// Copyright (c) 2025 TexasFortress.AI
// This Source Code Form is subject to the terms of the Mozilla Public
// License, v. 2.0. If a copy of the MPL was not distributed with this
// file, You can obtain one at http://mozilla.org/MPL/2.0/.

//! Per-folder cleaning procedure.

use std::future::Future;
use std::sync::Arc;
use std::time::Instant;

use futures::future::BoxFuture;
use log::{debug, info, warn};
use tokio::sync::mpsc::{self, error::TrySendError};
use tokio::time::sleep;
use tokio_util::sync::CancellationToken;

use crate::account::AccountId;
use crate::cleaner::types::{
    CleanError, CleanProgress, CleanStatus, CleanerConfig, FolderCleanStat, FolderStatus,
};
use crate::connection_pool::{ConnectionPool, PoolError, PooledSession};
use crate::imap::search::FilterSpec;
use crate::imap::{ImapError, MailSession};

/// State shared by all folder workers of one run.
pub(crate) struct RunContext {
    pub pool: Arc<ConnectionPool>,
    pub cancel: CancellationToken,
    pub progress: Option<mpsc::Sender<CleanProgress>>,
    pub config: CleanerConfig,
    pub filter: FilterSpec,
    pub account_id: AccountId,
    pub total_folders: usize,
    pub batch_size: usize,
    pub preview_only: bool,
    pub client_fallback: bool,
    pub started: Instant,
}

impl RunContext {
    /// Non-blocking send; events are dropped when the buffer is full.
    pub fn emit(&self, progress: CleanProgress) {
        let Some(tx) = &self.progress else { return };
        match tx.try_send(progress) {
            Ok(()) => {}
            Err(TrySendError::Full(dropped)) => {
                debug!("Progress buffer full, dropping event: {}", dropped.message)
            }
            Err(TrySendError::Closed(_)) => {}
        }
    }

    pub fn elapsed_seconds(&self) -> f64 {
        self.started.elapsed().as_secs_f64()
    }

    async fn backoff(&self) -> Result<(), CleanError> {
        tokio::select! {
            _ = sleep(self.config.retry_backoff) => Ok(()),
            _ = self.cancel.cancelled() => Err(CleanError::Cancelled),
        }
    }
}

/// Cleans one folder on a session borrowed from the pool.
pub(crate) struct FolderWorker {
    ctx: Arc<RunContext>,
    folder: String,
    /// 0-based position in the request
    index: usize,
    session: Option<PooledSession>,
}

impl FolderWorker {
    pub fn new(ctx: Arc<RunContext>, index: usize, folder: String) -> Self {
        Self {
            ctx,
            folder,
            index,
            session: None,
        }
    }

    /// Runs the folder to a terminal state. The session always goes back to the pool.
    pub async fn run(mut self) -> FolderCleanStat {
        let mut stat = FolderCleanStat::new(self.folder.clone());
        let outcome = self.clean(&mut stat).await;

        if let Some(session) = self.session.take() {
            self.ctx.pool.release(session).await;
        }

        match outcome {
            Ok(()) => {
                stat.status = FolderStatus::Completed;
                if stat.message.is_empty() {
                    stat.message = format!("Folder {}: done", self.folder);
                }
            }
            Err(CleanError::Cancelled) => {
                stat.status = FolderStatus::Cancelled;
                stat.message = format!(
                    "Folder {}: cancelled after deleting {} messages",
                    self.folder, stat.deleted_count
                );
            }
            Err(e) => {
                warn!("Folder {} failed: {}", self.folder, e);
                stat.status = FolderStatus::Failed;
                stat.message = format!("Folder {}: failed", self.folder);
                stat.error = Some(e.to_string());
            }
        }
        stat
    }

    fn progress(&self, message: String) -> CleanProgress {
        CleanProgress {
            account_id: self.ctx.account_id,
            current_folder: self.folder.clone(),
            folder_index: self.index + 1,
            total_folders: self.ctx.total_folders,
            status: CleanStatus::Running,
            message,
            elapsed_seconds: self.ctx.elapsed_seconds(),
            ..Default::default()
        }
    }

    fn finish(&self, stat: &mut FolderCleanStat, message: String) {
        let mut event = self.progress(message.clone());
        event.matched_count = stat.matched_count;
        event.deleted_count = stat.deleted_count;
        self.ctx.emit(event);
        stat.message = message;
    }

    async fn clean(&mut self, stat: &mut FolderCleanStat) -> Result<(), CleanError> {
        self.session = Some(self.acquire().await?);

        let folder = self.folder.clone();
        let mailbox = match self.session_mut()?.select_folder(&folder).await {
            Ok(mailbox) => mailbox,
            Err(e) => {
                self.discard_if_broken(&e).await;
                return Err(e.into());
            }
        };
        if mailbox.exists == 0 {
            self.finish(stat, format!("Folder {} is empty", self.folder));
            return Ok(());
        }

        let (mut uids, client_filter) = self.search().await?;
        if uids.is_empty() {
            self.finish(stat, format!("Folder {}: no matching messages", self.folder));
            return Ok(());
        }

        if client_filter {
            let total = uids.len();
            uids = self.filter_by_envelope(uids).await?;
            debug!("Folder {}: client-side filter kept {} of {}", self.folder, uids.len(), total);
        }

        stat.matched_count = uids.len();
        if uids.is_empty() {
            self.finish(stat, format!("Folder {}: no matching messages", self.folder));
            return Ok(());
        }

        if self.ctx.preview_only {
            self.finish(
                stat,
                format!("Preview: folder {} has {} matching messages", self.folder, stat.matched_count),
            );
            return Ok(());
        }

        self.delete_batches(&uids, stat).await?;
        stat.message = format!("Folder {}: deleted {} messages", self.folder, stat.deleted_count);
        Ok(())
    }

    fn session_mut(&mut self) -> Result<&mut PooledSession, CleanError> {
        self.session
            .as_mut()
            .ok_or_else(|| CleanError::Imap(ImapError::Connection("no session held".to_string())))
    }

    /// Borrows a session, retrying transient pool failures with backoff.
    /// The returned future owns what it needs so no borrow of the worker spans the wait.
    fn acquire(&self) -> impl Future<Output = Result<PooledSession, CleanError>> + Send + 'static {
        let ctx = Arc::clone(&self.ctx);
        let folder = self.folder.clone();
        async move {
            let attempts = ctx.config.retry_attempts.max(1);
            let mut last_err = PoolError::Closed;

            for attempt in 1..=attempts {
                if ctx.cancel.is_cancelled() {
                    return Err(CleanError::Cancelled);
                }
                match ctx.pool.acquire(&ctx.cancel).await {
                    Ok(session) => return Ok(session),
                    Err(PoolError::Cancelled) => return Err(CleanError::Cancelled),
                    Err(PoolError::Closed) => return Err(PoolError::Closed.into()),
                    Err(e) => {
                        warn!(
                            "Folder {}: getting a session failed ({}/{}): {}",
                            folder, attempt, attempts, e
                        );
                        last_err = e;
                    }
                }
                if attempt < attempts {
                    ctx.backoff().await?;
                }
            }
            Err(last_err.into())
        }
    }

    async fn discard_if_broken(&mut self, err: &ImapError) {
        if err.is_connect_error() {
            if let Some(session) = self.session.take() {
                self.ctx.pool.mark_bad(session).await;
            }
        }
    }

    /// Swaps the current session for a fresh one with the folder re-selected.
    async fn reconnect(&mut self) -> Result<(), CleanError> {
        if let Some(session) = self.session.take() {
            self.ctx.pool.mark_bad(session).await;
        }
        let mut session = self.acquire().await?;
        let selected = session.select_folder(&self.folder).await;
        self.session = Some(session);
        selected.map(|_| ()).map_err(CleanError::from)
    }

    /// Runs `op` on the current session. On failure, waits, replaces the
    /// session and retries, up to the configured number of attempts.
    async fn with_reconnect<T, F>(&mut self, mut op: F) -> Result<T, CleanError>
    where
        F: for<'s> FnMut(&'s mut dyn MailSession) -> BoxFuture<'s, Result<T, ImapError>>,
    {
        let attempts = self.ctx.config.retry_attempts.max(1);
        let mut last_err = ImapError::Unknown("operation never ran".to_string());

        for attempt in 1..=attempts {
            if self.ctx.cancel.is_cancelled() {
                return Err(CleanError::Cancelled);
            }

            if attempt > 1 {
                self.ctx.backoff().await?;
                match self.reconnect().await {
                    Ok(()) => {}
                    Err(CleanError::Imap(e)) => {
                        warn!("Folder {}: re-select failed ({}/{}): {}", self.folder, attempt, attempts, e);
                        last_err = e;
                        continue;
                    }
                    Err(e) => return Err(e),
                }
            }

            let session = self.session_mut()?;
            match op(&mut **session).await {
                Ok(value) => return Ok(value),
                Err(e) => {
                    warn!("Folder {}: operation failed ({}/{}): {}", self.folder, attempt, attempts, e);
                    last_err = e;
                }
            }
        }

        Err(CleanError::RetriesExhausted {
            attempts,
            source: last_err,
        })
    }

    /// Server-side search; returns the UIDs and whether they still need local filtering.
    async fn search(&mut self) -> Result<(Vec<u32>, bool), CleanError> {
        let full_query = self.ctx.filter.full_criteria().to_query();
        let base_query = self.ctx.filter.base_criteria().to_query();
        let fallback = self.ctx.client_fallback && self.ctx.filter.has_text_filters();
        debug!("Folder {}: UID SEARCH {}", self.folder, full_query);

        let (uids, client_filter) = self
            .with_reconnect(|session| {
                let full_query = full_query.clone();
                let base_query = base_query.clone();
                Box::pin(async move {
                    let uids = session.uid_search(&full_query).await?;
                    if !uids.is_empty() || !fallback {
                        return Ok((uids, false));
                    }
                    let base = session.uid_search(&base_query).await?;
                    let needs_filter = !base.is_empty();
                    Ok::<_, ImapError>((if needs_filter { base } else { uids }, needs_filter))
                })
            })
            .await?;

        if client_filter {
            info!(
                "Folder {}: server search matched nothing, filtering {} messages locally",
                self.folder,
                uids.len()
            );
            self.ctx.emit(self.progress(format!(
                "Folder {}: server cannot search {}, filtering {} messages locally",
                self.folder,
                self.filter_description(),
                uids.len()
            )));
        }
        Ok((uids, client_filter))
    }

    fn filter_description(&self) -> &'static str {
        match (self.ctx.filter.senders.is_empty(), self.ctx.filter.subject.is_some()) {
            (false, true) => "sender/subject",
            (false, false) => "sender",
            _ => "subject",
        }
    }

    async fn filter_by_envelope(&mut self, uids: Vec<u32>) -> Result<Vec<u32>, CleanError> {
        let chunk_size = self.ctx.config.fetch_batch_size.max(1);
        let total_batches = uids.len().div_ceil(chunk_size);
        let mut kept = Vec::new();

        for (batch_idx, chunk) in uids.chunks(chunk_size).enumerate() {
            if self.ctx.cancel.is_cancelled() {
                return Err(CleanError::Cancelled);
            }

            let batch_num = batch_idx + 1;
            if batch_num % 10 == 0 || batch_num == total_batches {
                let scanned = (batch_idx * chunk_size + chunk.len()).min(uids.len());
                self.ctx.emit(self.progress(format!(
                    "Folder {}: filtering {} {}/{} ({} matched)",
                    self.folder,
                    self.filter_description(),
                    scanned,
                    uids.len(),
                    kept.len()
                )));
            }

            let batch = chunk.to_vec();
            let envelopes = self
                .with_reconnect(|session| {
                    let batch = batch.clone();
                    Box::pin(async move { session.fetch_envelopes(&batch).await })
                })
                .await?;

            kept.extend(
                envelopes
                    .iter()
                    .filter(|env| self.ctx.filter.matches_envelope(env))
                    .map(|env| env.uid),
            );
        }
        Ok(kept)
    }

    async fn delete_batches(&mut self, uids: &[u32], stat: &mut FolderCleanStat) -> Result<(), CleanError> {
        let batch_size = self.ctx.batch_size.max(1);
        let total_batches = uids.len().div_ceil(batch_size);

        for (batch_idx, chunk) in uids.chunks(batch_size).enumerate() {
            if self.ctx.cancel.is_cancelled() {
                return Err(CleanError::Cancelled);
            }

            let batch = chunk.to_vec();
            self.with_reconnect(|session| {
                let batch = batch.clone();
                Box::pin(async move {
                    session.mark_deleted(&batch).await?;
                    session.expunge().await
                })
            })
            .await?;

            stat.deleted_count += chunk.len();
            let mut event = self.progress(format!(
                "Folder {}: batch {}/{} done, {} deleted",
                self.folder,
                batch_idx + 1,
                total_batches,
                stat.deleted_count
            ));
            event.current_batch = batch_idx + 1;
            event.total_batches = total_batches;
            event.deleted_count = stat.deleted_count;
            event.matched_count = stat.matched_count;
            self.ctx.emit(event);
        }
        Ok(())
    }
}
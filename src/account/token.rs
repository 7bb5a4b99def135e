// Copyright (c) 2025 TexasFortress.AI
// This Source Code Form is subject to the terms of the Mozilla Public
// License, v. 2.0. If a copy of the MPL was not distributed with this
// file, You can obtain one at http://mozilla.org/MPL/2.0/.

//! OAuth2 access-token lifecycle.
//!
//! [`TokenManager::access_token`] returns a token valid for at least the
//! refresh margin, refreshing it when needed. Refreshes for one account are
//! serialized by a per-account lock with a double check, so concurrent
//! callers share a single outbound refresh.

use std::collections::HashMap;
use std::sync::Arc;

use async_trait::async_trait;
use chrono::{DateTime, Duration, Utc};
use dashmap::DashMap;
use log::{debug, info, warn};
#[cfg(test)]
use mockall::automock;
use serde::{Deserialize, Serialize};
use thiserror::Error;
use tokio::sync::{Mutex as TokioMutex, RwLock};

use crate::account::AccountId;
use crate::imap::oauth2::{OAuthClientConfig, TokenResponse};
use crate::imap::types::TokenRefresher;

/// Tokens expiring within this window are refreshed.
pub const REFRESH_MARGIN_MINUTES: i64 = 5;

#[derive(Error, Debug)]
pub enum TokenError {
    #[error("No OAuth2 token stored for account {0}; authorization required")]
    NotFound(AccountId),

    #[error("Token expired, re-authorization required: {0}")]
    ReauthorizationRequired(String),

    #[error("HTTP request failed: {0}")]
    Http(#[from] reqwest::Error),

    #[error("Token request failed: {error} - {description}")]
    Provider { error: String, description: String },

    #[error("Invalid token response: {0}")]
    InvalidResponse(String),

    #[error("Token store error: {0}")]
    Store(String),
}

#[derive(Debug, Clone, Copy, PartialEq, Eq, Serialize, Deserialize, Default)]
#[serde(rename_all = "lowercase")]
pub enum TokenStatus {
    #[default]
    Valid,
    Expired,
}

/// Persisted token state for one account.
#[derive(Debug, Clone, Serialize, Deserialize)]
pub struct StoredToken {
    pub access_token: String,
    pub refresh_token: Option<String>,
    pub expires_at: Option<DateTime<Utc>>,
    #[serde(default)]
    pub status: TokenStatus,
    #[serde(default)]
    pub error_message: Option<String>,
    pub client: OAuthClientConfig,
}

impl StoredToken {
    /// True when the token stays valid for longer than `margin`. Unknown expiry counts as stale.
    pub fn is_fresh(&self, now: DateTime<Utc>, margin: Duration) -> bool {
        self.status == TokenStatus::Valid
            && self.expires_at.map_or(false, |exp| exp - now > margin)
    }

    fn apply_refresh(&mut self, response: TokenResponse, now: DateTime<Utc>) {
        self.expires_at = Some(response.expires_at(now));
        self.access_token = response.access_token;
        // Providers may omit the refresh token; the old one stays valid then.
        if let Some(rt) = response.refresh_token.filter(|rt| !rt.is_empty()) {
            self.refresh_token = Some(rt);
        }
        self.status = TokenStatus::Valid;
        self.error_message = None;
    }
}

#[async_trait]
pub trait TokenStore: Send + Sync {
    async fn load(&self, account_id: AccountId) -> Result<Option<StoredToken>, TokenError>;
    async fn save(&self, account_id: AccountId, token: StoredToken) -> Result<(), TokenError>;
    async fn mark_expired(&self, account_id: AccountId, reason: &str) -> Result<(), TokenError>;
}

/// Process-local [`TokenStore`].
#[derive(Debug, Default)]
pub struct MemoryTokenStore {
    tokens: RwLock<HashMap<AccountId, StoredToken>>,
}

impl MemoryTokenStore {
    pub fn new() -> Self {
        Self::default()
    }
}

#[async_trait]
impl TokenStore for MemoryTokenStore {
    async fn load(&self, account_id: AccountId) -> Result<Option<StoredToken>, TokenError> {
        Ok(self.tokens.read().await.get(&account_id).cloned())
    }

    async fn save(&self, account_id: AccountId, token: StoredToken) -> Result<(), TokenError> {
        self.tokens.write().await.insert(account_id, token);
        Ok(())
    }

    async fn mark_expired(&self, account_id: AccountId, reason: &str) -> Result<(), TokenError> {
        if let Some(token) = self.tokens.write().await.get_mut(&account_id) {
            token.status = TokenStatus::Expired;
            token.error_message = Some(reason.to_string());
        }
        Ok(())
    }
}

/// Performs the refresh-token grant against a provider.
#[cfg_attr(test, automock)]
#[async_trait]
pub trait TokenRefreshClient: Send + Sync {
    async fn refresh(
        &self,
        client: &OAuthClientConfig,
        refresh_token: &str,
    ) -> Result<TokenResponse, TokenError>;
}

pub struct TokenManager {
    store: Arc<dyn TokenStore>,
    client: Arc<dyn TokenRefreshClient>,
    // Entries are created lazily and never removed.
    locks: DashMap<AccountId, Arc<TokioMutex<()>>>,
    margin: Duration,
}

impl TokenManager {
    pub fn new(store: Arc<dyn TokenStore>, client: Arc<dyn TokenRefreshClient>) -> Self {
        Self {
            store,
            client,
            locks: DashMap::new(),
            margin: Duration::minutes(REFRESH_MARGIN_MINUTES),
        }
    }

    pub fn store(&self) -> &Arc<dyn TokenStore> {
        &self.store
    }

    fn account_lock(&self, account_id: AccountId) -> Arc<TokioMutex<()>> {
        self.locks
            .entry(account_id)
            .or_insert_with(|| Arc::new(TokioMutex::new(())))
            .clone()
    }

    /// Returns a usable access token, refreshing it if it expires within the margin.
    pub async fn access_token(&self, account_id: AccountId) -> Result<String, TokenError> {
        let token = self
            .store
            .load(account_id)
            .await?
            .ok_or(TokenError::NotFound(account_id))?;
        if token.is_fresh(Utc::now(), self.margin) {
            return Ok(token.access_token);
        }

        let lock = self.account_lock(account_id);
        let _guard = lock.lock().await;

        // Another caller may have refreshed while we waited.
        let mut token = self
            .store
            .load(account_id)
            .await?
            .ok_or(TokenError::NotFound(account_id))?;
        if token.is_fresh(Utc::now(), self.margin) {
            debug!("Token for account {} already refreshed by another task", account_id);
            return Ok(token.access_token);
        }

        let Some(refresh_token) = token.refresh_token.clone().filter(|rt| !rt.is_empty()) else {
            let reason = "refresh token missing, re-authorization required";
            self.store.mark_expired(account_id, reason).await?;
            return Err(TokenError::ReauthorizationRequired(reason.to_string()));
        };

        info!("Refreshing OAuth2 token for account {} ({:?})", account_id, token.client.provider);
        match self.client.refresh(&token.client, &refresh_token).await {
            Ok(response) => {
                token.apply_refresh(response, Utc::now());
                let access_token = token.access_token.clone();
                self.store.save(account_id, token).await?;
                Ok(access_token)
            }
            Err(e) => {
                warn!("Token refresh for account {} failed: {}", account_id, e);
                self.store.mark_expired(account_id, &e.to_string()).await?;
                Err(e)
            }
        }
    }

    /// Callback for [`crate::imap::types::ConnectionConfig::token_refresher`].
    pub fn refresher(self: &Arc<Self>, account_id: AccountId) -> TokenRefresher {
        let manager = Arc::clone(self);
        Arc::new(move || {
            let manager = Arc::clone(&manager);
            Box::pin(async move { manager.access_token(account_id).await })
        })
    }
}
//! Errors raised while turning raw request input into typed records,
//! conditions and pagination.
//!
//! # Invariants
//! - Parsing is all-or-nothing: any error discards the partial result.

use crate::model::types::ScalarType;
use std::error::Error;
use std::fmt::{Display, Formatter};

pub type ParseResult<T> = Result<T, ParseError>;

#[derive(Debug, Clone, PartialEq)]
pub enum ParseError {
    /// Operator code unknown, or not allowed for the field's kind.
    InvalidConditionOperator { attribute: String, operator: String },
    /// Sort token names no field in the schema.
    UnknownSortAttribute(String),
    /// Literal cannot be read as the declared kind.
    ValueCoercion {
        attribute: String,
        expected: ScalarType,
        literal: String,
    },
    /// Required field absent from an inbound record.
    MissingRequiredValue(String),
    /// A single-valued parameter was given zero or several values.
    MultipleValues(String),
    /// Request body is not a JSON object.
    InvalidJson(String),
}

impl Display for ParseError {
    fn fmt(&self, f: &mut Formatter<'_>) -> std::fmt::Result {
        match self {
            Self::InvalidConditionOperator {
                attribute,
                operator,
            } => write!(f, "invalid condition operator `{operator}` for `{attribute}`"),
            Self::UnknownSortAttribute(attribute) => {
                write!(f, "unknown sort attribute `{attribute}`")
            }
            Self::ValueCoercion {
                attribute,
                expected,
                literal,
            } => write!(
                f,
                "value `{literal}` for `{attribute}` is not a valid {expected}"
            ),
            Self::MissingRequiredValue(attribute) => {
                write!(f, "mandatory value missing: `{attribute}`")
            }
            Self::MultipleValues(attribute) => {
                write!(f, "expected exactly one value for `{attribute}`")
            }
            Self::InvalidJson(message) => write!(f, "invalid json body: {message}"),
        }
    }
}

impl Error for ParseError {}

impl From<serde_json::Error> for ParseError {
    fn from(value: serde_json::Error) -> Self {
        Self::InvalidJson(value.to_string())
    }
}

+++++

Copy all lines of the records in which the string "write" can be found.

= Solved exercise =
        self.tokens.write().await.insert(account_id, token);
        if let Some(token) = self.tokens.write().await.get_mut(&account_id) {
            } => write!(f, "invalid condition operator `{operator}` for `{attribute}`"),
                write!(f, "unknown sort attribute `{attribute}`")
            } => write!(
                write!(f, "mandatory value missing: `{attribute}`")
                write!(f, "expected exactly one value for `{attribute}`")
            Self::InvalidJson(message) => write!(f, "invalid json body: {message}"),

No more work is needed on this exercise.